Monday, May 26, 2008

Labeling images for Google

I was given a link the other day to Google's new image labeler: http://images.google.com/imagelabeler/

What is interesting about it is that everything is done in pairs and then the pair is given images to label and points for how many labels they can come up with, more points for more specific labels.

Then what do you do with all those points? What do you get from being on Google's website and say that you have "24300260 points"? Not much, but there is a lot of evidence out that that some people might just have too much time in their hands. Better to ask them to do these things than them being out and about playing with friends, don't you agree?

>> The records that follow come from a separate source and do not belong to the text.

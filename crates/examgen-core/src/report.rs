//! Run report with JSON persistence.
//!
//! The machine-readable artifact of a generation run: parameters, the
//! consolidated answer-key table, and run statistics, stamped with a run id
//! and creation time.

use std::path::Path;

use anyhow::{Context, Result};
use chrono::{DateTime, Utc};
use serde::{Deserialize, Serialize};
use uuid::Uuid;

use crate::aggregate::{aggregate_answer_keys, AnswerKeyTable};
use crate::model::{Exam, GenerationParams};
use crate::statistics::{compute_run_statistics, RunStatistics};
use crate::timing::format_exam_duration;

/// A complete generation-run report.
#[derive(Debug, Clone, Serialize, Deserialize)]
pub struct RunReport {
    /// Unique report identifier.
    pub id: Uuid,
    /// When the report was created.
    pub created_at: DateTime<Utc>,
    /// Exam prefix of the run.
    pub exam_prefix: String,
    /// Number of exams generated.
    pub num_exams: usize,
    /// Question count of the widest exam.
    pub questions_per_exam: usize,
    /// Estimated duration string, e.g. "1 hora y 30 minutos".
    pub estimated_duration: String,
    /// Consolidated answer keys.
    pub answer_key: AnswerKeyTable,
    /// Run statistics.
    pub statistics: RunStatistics,
}

impl RunReport {
    /// Build the report for a finished run.
    pub fn new(params: &GenerationParams, exams: &[Exam]) -> Self {
        let answer_key = aggregate_answer_keys(exams);
        let statistics = compute_run_statistics(exams);
        Self {
            id: Uuid::new_v4(),
            created_at: Utc::now(),
            exam_prefix: params.exam_prefix.clone(),
            num_exams: exams.len(),
            questions_per_exam: answer_key.columns,
            estimated_duration: format_exam_duration(
                answer_key.columns,
                params.minutes_per_question,
            ),
            answer_key,
            statistics,
        }
    }

    /// Save the report as pretty-printed JSON.
    pub fn save_json(&self, path: &Path) -> Result<()> {
        let json = serde_json::to_string_pretty(self).context("failed to serialize report")?;
        if let Some(parent) = path.parent() {
            std::fs::create_dir_all(parent)?;
        }
        std::fs::write(path, json)
            .with_context(|| format!("failed to write report to {}", path.display()))?;
        Ok(())
    }

    /// Load a report from a JSON file.
    pub fn load_json(path: &Path) -> Result<Self> {
        let content = std::fs::read_to_string(path)
            .with_context(|| format!("failed to read report from {}", path.display()))?;
        let report: RunReport =
            serde_json::from_str(&content).context("failed to parse report JSON")?;
        Ok(report)
    }
}

#[cfg(test)]
mod tests {
    use super::*;
    use crate::engine::generate_run;
    use crate::model::Question;

    fn bank() -> Vec<Question> {
        (1..=10)
            .map(|i| {
                Question::new(
                    format!("Pregunta {i}"),
                    vec![
                        format!("a{i}"),
                        format!("b{i}"),
                        format!("c{i}"),
                        format!("d{i}"),
                    ],
                    'A',
                )
            })
            .collect()
    }

    #[test]
    fn report_reflects_run() {
        let params = GenerationParams::new("Parcial", 3, 6);
        let exams = generate_run(&bank(), &params).unwrap();
        let report = RunReport::new(&params, &exams);

        assert_eq!(report.exam_prefix, "Parcial");
        assert_eq!(report.num_exams, 3);
        assert_eq!(report.questions_per_exam, 6);
        assert_eq!(report.estimated_duration, "6 minutos");
        assert_eq!(report.answer_key.rows.len(), 3);
        assert_eq!(report.statistics.total_questions, 18);
    }

    #[test]
    fn json_roundtrip() {
        let params = GenerationParams::new("Final", 2, 4);
        let exams = generate_run(&bank(), &params).unwrap();
        let report = RunReport::new(&params, &exams);

        let dir = tempfile::tempdir().unwrap();
        let path = dir.path().join("informe.json");
        report.save_json(&path).unwrap();

        let loaded = RunReport::load_json(&path).unwrap();
        assert_eq!(loaded.id, report.id);
        assert_eq!(loaded.exam_prefix, "Final");
        assert_eq!(loaded.answer_key, report.answer_key);
    }
}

Anyway, that's not the reason why I've decided to post this here. What I found interesting is the names of the people that I saw on the "today's top pairs" section. I'm not too worried about pasting them here because they are quite anonymous:

1. Wonderful Now 3K - mY record 2980
2. BSPECIFIC - Me 2 GottaGoNow 2880
3. Me 2 GottaGoNow - Lds Labelmaker 2620
4. guest - guest 1950
5. Monster - DoubleDogsRacing 1790

They seem like people use names to communicate their intentions with other labelers. Like "BSPECIFIC" or "Wonderful Now 3K". Also there are some that look like an automated system: "Lds Labelmaker", which might relate to the Low Density
Separation algorithm [1] or maybe Limited Discrepancy Search [2], or maybe it's somebody from the Church of Jesus Christ of Latter-day Saints... Who knows?

The fact is that eventually Google will figure it out and decide if their little points-giving experiment will help or hurt their image search. I bet on the latter. I actually bet that just adding humans to the loop will not really help you in general. but might provide enough test data to then add an automated method and have an idea of how well it's doing.

[1] - Chapelle O., Zien A., (2005). Semi-Supervised Classification by Low Density Separation, 10th International Workshop on Artificial Intelligence and Statistics, AI STATS 2005, Barbados]
[2] - L.D. Whitley, A.E. Howe, S. Rana, J.-P. Watson, and L. Barbulescu. (1998) "Comparing Heuristic Search Methods and Genetic Algorithms for Warehouse Scheduling." In Systems, Man and Cybernetics, 1998.